We’ve been busy for too long…and what we feared has happened

It’s been six months since I last posted here. Far too long.

When I stopped writing here, it was to work on something else. I think we succeeded earlier in the year in helping the public and colleagues better understand the challenge we faced with COVID-19 and countering the complacency. I think we had some impact, but clearly it wasn’t enough to really change things.

So my colleagues and I at IHP spent much of the past few months working on something else that we felt could have more impact. And in case you are wondering, it wasn’t funded by anyone. We did it and many of our staff took pay cuts do this, because we just believed it was so critical that it had to take priority over anything else that we could have done. Unfortunately, it took far longer also than we ever expected.

I am going to start writing again partly because I hope we can soon share what we were doing, and because sadly what we feared and predicted might happen, did happen.

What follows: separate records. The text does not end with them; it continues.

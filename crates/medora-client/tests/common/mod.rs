//! Shared fixtures for the HTTP pipeline tests.

#![allow(dead_code)]

use std::sync::Arc;

use medora_client::{MemorySessionStore, PersistedSession, PortalConfig, SessionManager};
use serde_json::{json, Value};
use wiremock::{MockServer, ResponseTemplate};

/// Config pointing at the mock server's `/api` prefix.
pub fn config_for(server: &MockServer) -> PortalConfig {
    let mut config = PortalConfig::default();
    config.api.base_url = format!("{}/api", server.uri());
    config
}

pub fn user_json() -> Value {
    json!({
        "name": "Sara",
        "email": "sara@example.com",
        "phone": "0501234567",
        "theme": "dark",
        "lang": "ar",
        "lastLogin": "2024-03-05T14:30:00Z"
    })
}

pub fn login_response(token: &str, refresh_token: Option<&str>) -> ResponseTemplate {
    let mut data = json!({ "token": token, "user": user_json() });
    if let Some(refresh) = refresh_token {
        data["refreshToken"] = json!(refresh);
    }
    ResponseTemplate::new(200).set_body_json(json!({ "data": data }))
}

pub fn data(value: Value) -> ResponseTemplate {
    ResponseTemplate::new(200).set_body_json(json!({ "data": value }))
}

pub fn error(status: u16, message: &str) -> ResponseTemplate {
    ResponseTemplate::new(status).set_body_json(json!({ "message": message }))
}

pub fn persisted(access: &str, refresh: Option<&str>) -> PersistedSession {
    PersistedSession {
        access_token: access.to_string(),
        refresh_token: refresh.map(String::from),
        user: serde_json::from_value(user_json()).unwrap(),
    }
}

/// A manager already signed in with `access`/`refresh`, plus a handle on its
/// store.
pub fn signed_in(
    server: &MockServer,
    access: &str,
    refresh: Option<&str>,
) -> (Arc<SessionManager>, Arc<MemorySessionStore>) {
    let store = Arc::new(MemorySessionStore::with_session(persisted(access, refresh)));
    let manager = SessionManager::new(&config_for(server), store.clone()).unwrap();
    manager.restore_session().unwrap();
    (Arc::new(manager), store)
}

pub fn signed_out(server: &MockServer) -> (Arc<SessionManager>, Arc<MemorySessionStore>) {
    let store = Arc::new(MemorySessionStore::new());
    let manager = SessionManager::new(&config_for(server), store.clone()).unwrap();
    (Arc::new(manager), store)
}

Despite our best efforts and those of many Sri Lankans who spoke out in the national interest, the health ministry did not take the needed actions to ramp up PCR testing capacity or to scale-up testing of people in the community. As a consequence, we failed to put in place the defenses we needed to keep on suppressing COVID-19. The current second wave which started in Minuwangoda weeks ago was the inevitable result. If it hadn’t happened then and there, it would have happened at a future date and somewhere else.

We now face a dire situation. The current COVID-19 outbreak—our second wave—is far worse than what we faced in March and April. There is a very high risk that we will fail to crush it. It is also much worse than any recent outbreak in the countries we identified back in May as performing better than us, with the single exception of the Australian state of Victoria, which I will not discuss now.

We got to this point by failing to invest in PCR testing, and we won’t be able to get back to any real normality without addressing this problem.

To be honest, I still don’t fully understand why we did not do what was needed in the past six months—who and at what level failed to take the necessary actions. But clearly, those who had to make the necessary decisions were either badly advised or did nothing out of willful complacency. We desperately need to change that, so I must start writing here again.